Task requirements - Each line of the records that holds "ConfigError" should be shown in full.

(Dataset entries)
=== Begin Enclosure ===

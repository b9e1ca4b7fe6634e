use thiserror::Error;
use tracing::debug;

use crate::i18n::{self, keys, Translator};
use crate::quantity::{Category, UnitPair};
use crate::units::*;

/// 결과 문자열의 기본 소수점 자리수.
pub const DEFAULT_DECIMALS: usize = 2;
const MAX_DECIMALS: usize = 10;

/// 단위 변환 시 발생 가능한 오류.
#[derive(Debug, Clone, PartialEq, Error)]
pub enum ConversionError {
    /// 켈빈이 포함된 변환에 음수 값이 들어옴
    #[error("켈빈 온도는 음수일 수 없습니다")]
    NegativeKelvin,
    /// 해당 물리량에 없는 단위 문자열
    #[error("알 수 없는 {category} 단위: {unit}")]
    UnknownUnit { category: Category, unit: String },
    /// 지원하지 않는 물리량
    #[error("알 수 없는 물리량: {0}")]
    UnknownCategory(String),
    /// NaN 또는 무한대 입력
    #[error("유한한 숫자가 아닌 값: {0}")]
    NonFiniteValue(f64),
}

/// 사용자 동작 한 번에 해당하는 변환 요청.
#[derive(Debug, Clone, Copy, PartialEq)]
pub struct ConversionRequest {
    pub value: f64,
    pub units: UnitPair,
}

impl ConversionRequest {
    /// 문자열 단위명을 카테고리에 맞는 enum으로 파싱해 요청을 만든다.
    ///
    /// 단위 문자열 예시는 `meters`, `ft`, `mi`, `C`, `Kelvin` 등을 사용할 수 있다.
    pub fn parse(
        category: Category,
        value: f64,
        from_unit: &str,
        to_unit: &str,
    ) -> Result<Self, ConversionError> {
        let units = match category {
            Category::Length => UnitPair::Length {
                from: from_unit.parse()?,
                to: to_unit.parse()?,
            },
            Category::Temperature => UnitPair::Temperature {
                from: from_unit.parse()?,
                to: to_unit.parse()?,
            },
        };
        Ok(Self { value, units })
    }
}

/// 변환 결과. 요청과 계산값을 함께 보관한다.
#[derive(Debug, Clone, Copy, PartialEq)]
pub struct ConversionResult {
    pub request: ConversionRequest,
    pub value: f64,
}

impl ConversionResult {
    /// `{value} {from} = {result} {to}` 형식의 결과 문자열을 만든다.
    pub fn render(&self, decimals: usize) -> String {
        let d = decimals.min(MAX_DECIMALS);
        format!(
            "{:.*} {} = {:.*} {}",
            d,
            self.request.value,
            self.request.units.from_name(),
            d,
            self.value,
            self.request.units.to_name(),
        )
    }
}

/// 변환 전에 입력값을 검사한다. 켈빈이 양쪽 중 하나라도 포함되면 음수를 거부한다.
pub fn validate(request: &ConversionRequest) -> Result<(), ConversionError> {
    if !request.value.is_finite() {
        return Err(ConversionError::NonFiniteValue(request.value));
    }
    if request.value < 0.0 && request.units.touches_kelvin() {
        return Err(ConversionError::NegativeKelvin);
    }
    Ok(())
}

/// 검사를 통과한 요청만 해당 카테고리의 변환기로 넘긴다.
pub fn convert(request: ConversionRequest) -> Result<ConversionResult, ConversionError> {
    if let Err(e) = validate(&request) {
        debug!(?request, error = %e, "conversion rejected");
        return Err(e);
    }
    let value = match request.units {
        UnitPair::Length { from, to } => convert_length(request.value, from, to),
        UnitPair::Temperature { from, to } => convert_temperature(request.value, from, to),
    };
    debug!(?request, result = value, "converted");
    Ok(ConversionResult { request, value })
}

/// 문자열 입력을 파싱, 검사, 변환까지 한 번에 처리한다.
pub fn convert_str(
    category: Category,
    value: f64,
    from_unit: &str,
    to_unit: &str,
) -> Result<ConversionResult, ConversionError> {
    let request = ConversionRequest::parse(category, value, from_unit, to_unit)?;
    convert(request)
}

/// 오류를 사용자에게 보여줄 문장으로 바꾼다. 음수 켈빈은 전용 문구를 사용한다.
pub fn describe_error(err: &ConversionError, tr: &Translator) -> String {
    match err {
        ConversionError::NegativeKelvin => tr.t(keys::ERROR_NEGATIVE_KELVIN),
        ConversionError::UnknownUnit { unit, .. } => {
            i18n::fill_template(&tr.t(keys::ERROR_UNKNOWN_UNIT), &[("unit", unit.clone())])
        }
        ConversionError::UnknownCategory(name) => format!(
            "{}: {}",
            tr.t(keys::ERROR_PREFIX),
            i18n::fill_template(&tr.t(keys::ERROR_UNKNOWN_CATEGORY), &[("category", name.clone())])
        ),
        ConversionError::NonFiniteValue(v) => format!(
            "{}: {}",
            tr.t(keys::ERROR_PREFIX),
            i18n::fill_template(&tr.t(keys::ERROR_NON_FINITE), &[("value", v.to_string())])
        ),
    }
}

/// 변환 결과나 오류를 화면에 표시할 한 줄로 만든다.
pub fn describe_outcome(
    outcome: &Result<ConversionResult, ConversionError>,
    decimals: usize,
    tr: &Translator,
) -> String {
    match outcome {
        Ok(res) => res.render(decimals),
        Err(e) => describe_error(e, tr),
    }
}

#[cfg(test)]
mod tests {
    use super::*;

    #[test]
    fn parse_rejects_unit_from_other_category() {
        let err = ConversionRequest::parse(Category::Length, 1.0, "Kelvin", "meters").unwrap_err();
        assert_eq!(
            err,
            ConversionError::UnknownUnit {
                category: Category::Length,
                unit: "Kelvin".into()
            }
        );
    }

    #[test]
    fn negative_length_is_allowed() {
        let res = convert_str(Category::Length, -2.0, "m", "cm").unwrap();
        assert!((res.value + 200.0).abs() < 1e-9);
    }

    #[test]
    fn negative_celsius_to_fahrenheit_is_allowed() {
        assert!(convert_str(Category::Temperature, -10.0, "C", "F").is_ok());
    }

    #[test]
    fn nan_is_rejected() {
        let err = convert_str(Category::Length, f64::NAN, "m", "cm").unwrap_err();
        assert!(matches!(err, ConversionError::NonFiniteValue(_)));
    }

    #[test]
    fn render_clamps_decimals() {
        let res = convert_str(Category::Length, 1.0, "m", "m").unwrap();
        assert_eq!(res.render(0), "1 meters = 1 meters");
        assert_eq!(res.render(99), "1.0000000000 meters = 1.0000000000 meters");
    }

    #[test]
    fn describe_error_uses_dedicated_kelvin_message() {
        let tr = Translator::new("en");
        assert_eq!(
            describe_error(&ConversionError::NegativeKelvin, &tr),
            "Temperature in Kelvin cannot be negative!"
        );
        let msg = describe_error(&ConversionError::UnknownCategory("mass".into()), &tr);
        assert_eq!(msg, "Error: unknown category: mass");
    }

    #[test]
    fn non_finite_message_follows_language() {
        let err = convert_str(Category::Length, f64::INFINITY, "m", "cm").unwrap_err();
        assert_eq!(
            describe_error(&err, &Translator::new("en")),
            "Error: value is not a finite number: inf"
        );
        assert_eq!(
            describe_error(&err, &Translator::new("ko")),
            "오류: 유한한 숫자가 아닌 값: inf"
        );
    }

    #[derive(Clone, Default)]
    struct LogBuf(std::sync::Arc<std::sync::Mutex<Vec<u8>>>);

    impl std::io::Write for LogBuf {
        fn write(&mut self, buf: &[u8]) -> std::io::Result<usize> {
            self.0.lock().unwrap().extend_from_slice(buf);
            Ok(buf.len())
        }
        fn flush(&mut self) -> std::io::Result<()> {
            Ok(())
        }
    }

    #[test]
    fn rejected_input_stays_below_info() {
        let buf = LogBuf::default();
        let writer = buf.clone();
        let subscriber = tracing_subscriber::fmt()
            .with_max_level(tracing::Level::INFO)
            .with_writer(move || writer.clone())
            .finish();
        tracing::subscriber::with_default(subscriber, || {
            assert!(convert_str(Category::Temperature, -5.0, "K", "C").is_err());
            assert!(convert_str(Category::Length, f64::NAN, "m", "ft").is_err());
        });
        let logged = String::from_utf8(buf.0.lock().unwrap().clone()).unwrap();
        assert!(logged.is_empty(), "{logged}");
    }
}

=== End Enclosure ===
=== Begin Enclosure ===

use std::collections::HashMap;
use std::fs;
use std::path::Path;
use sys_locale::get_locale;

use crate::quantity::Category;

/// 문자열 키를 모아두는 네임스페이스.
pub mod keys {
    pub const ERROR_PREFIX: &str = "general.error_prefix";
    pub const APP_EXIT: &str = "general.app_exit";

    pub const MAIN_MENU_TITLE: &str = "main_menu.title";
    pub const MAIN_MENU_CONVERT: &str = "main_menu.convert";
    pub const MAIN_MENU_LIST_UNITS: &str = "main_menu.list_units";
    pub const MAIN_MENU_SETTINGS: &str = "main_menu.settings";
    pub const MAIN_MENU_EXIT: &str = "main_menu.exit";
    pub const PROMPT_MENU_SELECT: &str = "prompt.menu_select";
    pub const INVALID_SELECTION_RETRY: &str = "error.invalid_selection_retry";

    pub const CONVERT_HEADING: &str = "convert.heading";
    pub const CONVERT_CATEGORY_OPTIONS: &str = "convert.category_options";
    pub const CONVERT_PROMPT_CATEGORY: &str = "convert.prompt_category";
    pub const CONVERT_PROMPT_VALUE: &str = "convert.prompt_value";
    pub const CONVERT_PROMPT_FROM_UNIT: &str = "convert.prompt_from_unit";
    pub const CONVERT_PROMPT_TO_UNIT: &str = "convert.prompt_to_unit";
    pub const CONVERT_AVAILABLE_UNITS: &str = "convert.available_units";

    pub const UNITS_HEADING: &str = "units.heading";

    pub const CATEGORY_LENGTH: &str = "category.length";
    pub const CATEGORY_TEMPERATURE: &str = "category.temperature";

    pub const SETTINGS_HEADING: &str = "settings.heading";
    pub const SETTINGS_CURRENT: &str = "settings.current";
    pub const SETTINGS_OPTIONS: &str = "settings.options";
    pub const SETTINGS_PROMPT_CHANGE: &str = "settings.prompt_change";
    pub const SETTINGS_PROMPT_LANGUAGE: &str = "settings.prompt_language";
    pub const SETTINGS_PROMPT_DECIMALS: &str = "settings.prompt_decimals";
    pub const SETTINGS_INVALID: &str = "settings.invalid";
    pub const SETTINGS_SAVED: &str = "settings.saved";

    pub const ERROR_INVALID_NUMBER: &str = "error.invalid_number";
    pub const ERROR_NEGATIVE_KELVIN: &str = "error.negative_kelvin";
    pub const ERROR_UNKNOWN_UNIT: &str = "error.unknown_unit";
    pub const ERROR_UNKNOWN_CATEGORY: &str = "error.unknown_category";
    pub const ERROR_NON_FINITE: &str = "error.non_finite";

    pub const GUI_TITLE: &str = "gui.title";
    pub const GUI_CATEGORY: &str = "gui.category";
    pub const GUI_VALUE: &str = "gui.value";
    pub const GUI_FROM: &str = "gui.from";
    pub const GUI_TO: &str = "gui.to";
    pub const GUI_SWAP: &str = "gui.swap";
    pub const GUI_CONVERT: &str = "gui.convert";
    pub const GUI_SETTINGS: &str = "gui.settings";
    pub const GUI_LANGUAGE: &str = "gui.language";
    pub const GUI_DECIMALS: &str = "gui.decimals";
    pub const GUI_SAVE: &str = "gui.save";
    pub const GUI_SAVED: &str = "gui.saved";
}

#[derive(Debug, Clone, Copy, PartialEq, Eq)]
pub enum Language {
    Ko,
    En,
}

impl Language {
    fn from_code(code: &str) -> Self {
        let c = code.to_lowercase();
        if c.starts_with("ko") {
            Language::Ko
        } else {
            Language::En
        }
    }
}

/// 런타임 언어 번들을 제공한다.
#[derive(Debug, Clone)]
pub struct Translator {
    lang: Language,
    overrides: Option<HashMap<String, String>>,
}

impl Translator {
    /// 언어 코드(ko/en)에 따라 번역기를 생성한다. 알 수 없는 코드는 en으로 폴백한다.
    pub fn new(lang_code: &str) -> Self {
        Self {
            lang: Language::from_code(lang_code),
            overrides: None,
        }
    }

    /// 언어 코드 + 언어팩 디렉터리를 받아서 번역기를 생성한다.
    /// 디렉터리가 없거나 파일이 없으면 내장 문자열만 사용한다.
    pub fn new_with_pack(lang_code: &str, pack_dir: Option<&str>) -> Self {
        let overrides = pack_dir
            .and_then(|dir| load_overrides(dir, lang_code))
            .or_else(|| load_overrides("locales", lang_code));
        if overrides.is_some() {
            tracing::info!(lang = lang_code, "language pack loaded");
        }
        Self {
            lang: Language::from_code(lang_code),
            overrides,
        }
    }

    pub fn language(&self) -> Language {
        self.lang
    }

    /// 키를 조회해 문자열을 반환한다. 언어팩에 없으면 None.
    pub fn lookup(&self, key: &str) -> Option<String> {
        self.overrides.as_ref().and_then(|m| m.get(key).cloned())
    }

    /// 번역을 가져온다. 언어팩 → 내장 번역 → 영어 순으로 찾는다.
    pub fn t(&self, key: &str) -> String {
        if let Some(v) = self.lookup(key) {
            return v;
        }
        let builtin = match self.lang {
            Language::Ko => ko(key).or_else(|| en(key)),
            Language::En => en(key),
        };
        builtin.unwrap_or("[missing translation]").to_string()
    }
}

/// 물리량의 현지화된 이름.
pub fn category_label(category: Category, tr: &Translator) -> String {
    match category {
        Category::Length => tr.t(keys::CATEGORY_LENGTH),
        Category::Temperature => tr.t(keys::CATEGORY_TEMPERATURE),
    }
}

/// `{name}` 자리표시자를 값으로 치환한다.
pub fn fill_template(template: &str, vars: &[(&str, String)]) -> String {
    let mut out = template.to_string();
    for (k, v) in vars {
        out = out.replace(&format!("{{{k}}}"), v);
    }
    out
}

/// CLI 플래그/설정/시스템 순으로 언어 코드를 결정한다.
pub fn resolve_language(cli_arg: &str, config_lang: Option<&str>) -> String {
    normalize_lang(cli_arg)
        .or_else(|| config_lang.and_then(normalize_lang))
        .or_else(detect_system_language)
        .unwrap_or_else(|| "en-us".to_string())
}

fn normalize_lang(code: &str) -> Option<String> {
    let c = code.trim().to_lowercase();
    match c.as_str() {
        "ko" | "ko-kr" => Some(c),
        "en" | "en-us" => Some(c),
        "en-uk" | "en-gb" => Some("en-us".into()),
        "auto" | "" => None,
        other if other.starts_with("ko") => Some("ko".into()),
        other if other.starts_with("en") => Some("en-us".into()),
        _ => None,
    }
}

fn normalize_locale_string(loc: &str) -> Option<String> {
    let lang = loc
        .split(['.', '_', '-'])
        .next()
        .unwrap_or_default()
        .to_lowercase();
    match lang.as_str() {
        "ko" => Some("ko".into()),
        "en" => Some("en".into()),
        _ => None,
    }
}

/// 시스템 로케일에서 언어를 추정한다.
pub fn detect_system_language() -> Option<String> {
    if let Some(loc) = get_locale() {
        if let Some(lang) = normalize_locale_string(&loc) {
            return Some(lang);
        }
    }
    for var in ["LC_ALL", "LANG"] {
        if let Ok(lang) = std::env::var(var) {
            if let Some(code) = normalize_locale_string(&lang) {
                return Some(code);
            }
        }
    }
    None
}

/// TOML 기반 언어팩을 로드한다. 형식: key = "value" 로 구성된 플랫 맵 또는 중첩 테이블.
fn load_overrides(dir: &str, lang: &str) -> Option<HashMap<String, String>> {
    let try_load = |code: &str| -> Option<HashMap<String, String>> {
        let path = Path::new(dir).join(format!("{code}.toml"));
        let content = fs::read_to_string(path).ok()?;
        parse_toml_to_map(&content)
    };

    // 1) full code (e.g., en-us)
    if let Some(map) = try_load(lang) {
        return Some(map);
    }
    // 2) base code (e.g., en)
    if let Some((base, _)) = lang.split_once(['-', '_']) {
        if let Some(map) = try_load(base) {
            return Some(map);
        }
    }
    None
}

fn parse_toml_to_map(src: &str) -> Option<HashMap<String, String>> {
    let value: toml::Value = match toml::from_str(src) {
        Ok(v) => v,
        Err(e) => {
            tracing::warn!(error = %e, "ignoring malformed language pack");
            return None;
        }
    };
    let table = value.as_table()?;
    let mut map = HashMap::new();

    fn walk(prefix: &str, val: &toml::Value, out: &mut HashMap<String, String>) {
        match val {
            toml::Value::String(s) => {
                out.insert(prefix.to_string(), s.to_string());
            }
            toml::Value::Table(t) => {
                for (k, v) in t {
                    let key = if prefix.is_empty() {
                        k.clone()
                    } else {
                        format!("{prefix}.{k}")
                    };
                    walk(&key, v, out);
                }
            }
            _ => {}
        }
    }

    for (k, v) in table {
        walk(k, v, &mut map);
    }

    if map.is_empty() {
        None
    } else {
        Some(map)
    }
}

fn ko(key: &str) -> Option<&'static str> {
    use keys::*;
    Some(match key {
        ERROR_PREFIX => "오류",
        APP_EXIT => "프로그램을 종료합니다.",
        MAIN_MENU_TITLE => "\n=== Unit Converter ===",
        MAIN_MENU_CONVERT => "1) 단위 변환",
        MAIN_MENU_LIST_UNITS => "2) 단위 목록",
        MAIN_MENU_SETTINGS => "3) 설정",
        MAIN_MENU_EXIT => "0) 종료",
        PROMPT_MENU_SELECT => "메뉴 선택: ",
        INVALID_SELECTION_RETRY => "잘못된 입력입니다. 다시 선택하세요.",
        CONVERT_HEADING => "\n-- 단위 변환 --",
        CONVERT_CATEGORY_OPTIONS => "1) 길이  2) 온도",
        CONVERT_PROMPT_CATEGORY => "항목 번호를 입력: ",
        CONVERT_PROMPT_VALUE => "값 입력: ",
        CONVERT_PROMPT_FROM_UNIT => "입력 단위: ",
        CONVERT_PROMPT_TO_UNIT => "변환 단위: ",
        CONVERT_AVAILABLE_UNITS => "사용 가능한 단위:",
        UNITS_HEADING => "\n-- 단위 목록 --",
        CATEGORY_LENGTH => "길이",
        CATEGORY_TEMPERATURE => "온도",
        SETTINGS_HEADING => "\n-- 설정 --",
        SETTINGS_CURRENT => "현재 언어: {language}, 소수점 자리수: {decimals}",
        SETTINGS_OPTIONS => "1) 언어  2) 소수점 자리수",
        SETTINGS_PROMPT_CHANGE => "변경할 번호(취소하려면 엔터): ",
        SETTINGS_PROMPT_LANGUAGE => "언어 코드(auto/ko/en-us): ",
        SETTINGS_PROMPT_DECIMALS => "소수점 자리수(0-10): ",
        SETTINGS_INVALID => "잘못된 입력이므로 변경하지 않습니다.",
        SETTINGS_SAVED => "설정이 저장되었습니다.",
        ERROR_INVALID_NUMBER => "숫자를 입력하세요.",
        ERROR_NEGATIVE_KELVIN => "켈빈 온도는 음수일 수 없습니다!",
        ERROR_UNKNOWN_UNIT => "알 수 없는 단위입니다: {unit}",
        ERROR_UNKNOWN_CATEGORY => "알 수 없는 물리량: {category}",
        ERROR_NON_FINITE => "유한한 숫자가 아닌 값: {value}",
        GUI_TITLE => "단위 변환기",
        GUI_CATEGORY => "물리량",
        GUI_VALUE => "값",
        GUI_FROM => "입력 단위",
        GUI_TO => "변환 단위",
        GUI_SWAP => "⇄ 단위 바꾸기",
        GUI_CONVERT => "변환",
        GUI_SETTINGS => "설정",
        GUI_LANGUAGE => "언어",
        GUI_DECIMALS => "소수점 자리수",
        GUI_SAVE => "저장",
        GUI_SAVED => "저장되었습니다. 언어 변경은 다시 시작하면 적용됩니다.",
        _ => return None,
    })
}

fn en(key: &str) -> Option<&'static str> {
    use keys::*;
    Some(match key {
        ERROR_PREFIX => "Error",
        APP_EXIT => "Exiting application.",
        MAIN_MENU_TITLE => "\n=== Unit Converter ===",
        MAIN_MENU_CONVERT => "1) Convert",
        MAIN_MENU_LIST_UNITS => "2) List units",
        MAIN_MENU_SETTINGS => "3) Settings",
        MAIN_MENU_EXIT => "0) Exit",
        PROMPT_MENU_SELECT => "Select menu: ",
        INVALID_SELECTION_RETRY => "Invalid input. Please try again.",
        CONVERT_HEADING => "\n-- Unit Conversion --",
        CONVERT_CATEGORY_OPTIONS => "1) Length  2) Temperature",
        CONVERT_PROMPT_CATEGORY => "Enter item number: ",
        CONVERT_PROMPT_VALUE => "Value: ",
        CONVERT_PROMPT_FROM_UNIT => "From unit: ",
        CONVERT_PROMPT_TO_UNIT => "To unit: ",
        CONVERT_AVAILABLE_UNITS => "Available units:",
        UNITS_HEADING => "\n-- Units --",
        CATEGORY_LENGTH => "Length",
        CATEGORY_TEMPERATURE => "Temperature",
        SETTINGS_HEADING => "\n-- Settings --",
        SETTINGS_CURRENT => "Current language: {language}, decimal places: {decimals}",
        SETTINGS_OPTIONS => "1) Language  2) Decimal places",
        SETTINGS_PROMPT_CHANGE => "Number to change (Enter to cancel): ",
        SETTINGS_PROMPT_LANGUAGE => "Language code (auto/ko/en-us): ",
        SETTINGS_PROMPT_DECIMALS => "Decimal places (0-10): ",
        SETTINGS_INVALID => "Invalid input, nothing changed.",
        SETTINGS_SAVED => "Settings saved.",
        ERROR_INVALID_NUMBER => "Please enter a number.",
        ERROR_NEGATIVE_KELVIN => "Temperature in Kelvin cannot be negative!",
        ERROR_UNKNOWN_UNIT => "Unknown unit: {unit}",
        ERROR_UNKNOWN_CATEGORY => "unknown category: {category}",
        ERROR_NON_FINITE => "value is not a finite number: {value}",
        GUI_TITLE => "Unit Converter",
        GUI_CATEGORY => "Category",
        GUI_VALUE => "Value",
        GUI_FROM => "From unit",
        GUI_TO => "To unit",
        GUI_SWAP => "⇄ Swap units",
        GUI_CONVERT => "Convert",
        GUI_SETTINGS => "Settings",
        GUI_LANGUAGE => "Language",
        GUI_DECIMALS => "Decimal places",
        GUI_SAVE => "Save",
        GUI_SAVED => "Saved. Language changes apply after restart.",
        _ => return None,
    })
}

=== End Enclosure ===
=== Begin Enclosure ===

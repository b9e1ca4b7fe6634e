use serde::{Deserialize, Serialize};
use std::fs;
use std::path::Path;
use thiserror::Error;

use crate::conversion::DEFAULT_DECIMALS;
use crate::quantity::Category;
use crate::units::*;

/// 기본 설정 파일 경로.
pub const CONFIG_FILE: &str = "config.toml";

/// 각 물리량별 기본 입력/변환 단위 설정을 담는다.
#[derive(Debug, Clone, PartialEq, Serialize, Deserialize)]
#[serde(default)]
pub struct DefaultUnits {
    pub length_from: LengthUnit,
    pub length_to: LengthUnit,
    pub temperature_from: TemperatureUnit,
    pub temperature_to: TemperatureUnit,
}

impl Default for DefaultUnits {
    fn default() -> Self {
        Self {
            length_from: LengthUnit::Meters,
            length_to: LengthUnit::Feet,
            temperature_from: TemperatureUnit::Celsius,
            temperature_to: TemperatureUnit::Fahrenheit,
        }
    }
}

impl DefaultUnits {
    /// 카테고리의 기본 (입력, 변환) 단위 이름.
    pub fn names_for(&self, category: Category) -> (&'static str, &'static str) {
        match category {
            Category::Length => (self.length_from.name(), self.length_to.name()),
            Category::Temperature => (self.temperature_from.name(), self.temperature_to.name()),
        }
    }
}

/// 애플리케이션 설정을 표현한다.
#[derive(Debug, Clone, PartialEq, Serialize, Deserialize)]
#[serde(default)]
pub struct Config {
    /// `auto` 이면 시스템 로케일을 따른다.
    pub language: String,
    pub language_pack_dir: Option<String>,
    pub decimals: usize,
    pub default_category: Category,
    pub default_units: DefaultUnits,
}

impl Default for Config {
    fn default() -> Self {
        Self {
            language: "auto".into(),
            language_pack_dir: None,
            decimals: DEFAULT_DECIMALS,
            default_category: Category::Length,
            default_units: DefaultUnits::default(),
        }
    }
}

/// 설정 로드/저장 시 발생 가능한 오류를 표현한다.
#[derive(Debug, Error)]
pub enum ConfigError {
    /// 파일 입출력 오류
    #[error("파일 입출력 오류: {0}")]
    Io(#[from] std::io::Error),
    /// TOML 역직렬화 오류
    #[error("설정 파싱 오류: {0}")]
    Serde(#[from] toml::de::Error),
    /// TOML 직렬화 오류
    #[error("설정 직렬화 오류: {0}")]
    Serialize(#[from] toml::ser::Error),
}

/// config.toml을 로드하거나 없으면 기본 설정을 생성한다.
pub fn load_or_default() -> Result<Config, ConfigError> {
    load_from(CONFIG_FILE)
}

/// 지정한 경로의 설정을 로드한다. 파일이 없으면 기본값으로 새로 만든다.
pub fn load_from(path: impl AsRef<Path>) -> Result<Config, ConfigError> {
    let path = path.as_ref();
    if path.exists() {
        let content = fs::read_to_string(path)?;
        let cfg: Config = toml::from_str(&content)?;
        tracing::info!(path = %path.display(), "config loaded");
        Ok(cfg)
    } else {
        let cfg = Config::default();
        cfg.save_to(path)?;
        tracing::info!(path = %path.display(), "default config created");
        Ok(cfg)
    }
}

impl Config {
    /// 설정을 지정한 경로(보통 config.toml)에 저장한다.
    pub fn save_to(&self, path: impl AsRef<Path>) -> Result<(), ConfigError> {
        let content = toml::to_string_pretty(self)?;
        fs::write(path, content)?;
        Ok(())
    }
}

=== End Enclosure ===

Exercise output -
pub enum ConfigError {
pub fn load_or_default() -> Result<Config, ConfigError> {
pub fn load_from(path: impl AsRef<Path>) -> Result<Config, ConfigError> {
    pub fn save_to(&self, path: impl AsRef<Path>) -> Result<(), ConfigError> {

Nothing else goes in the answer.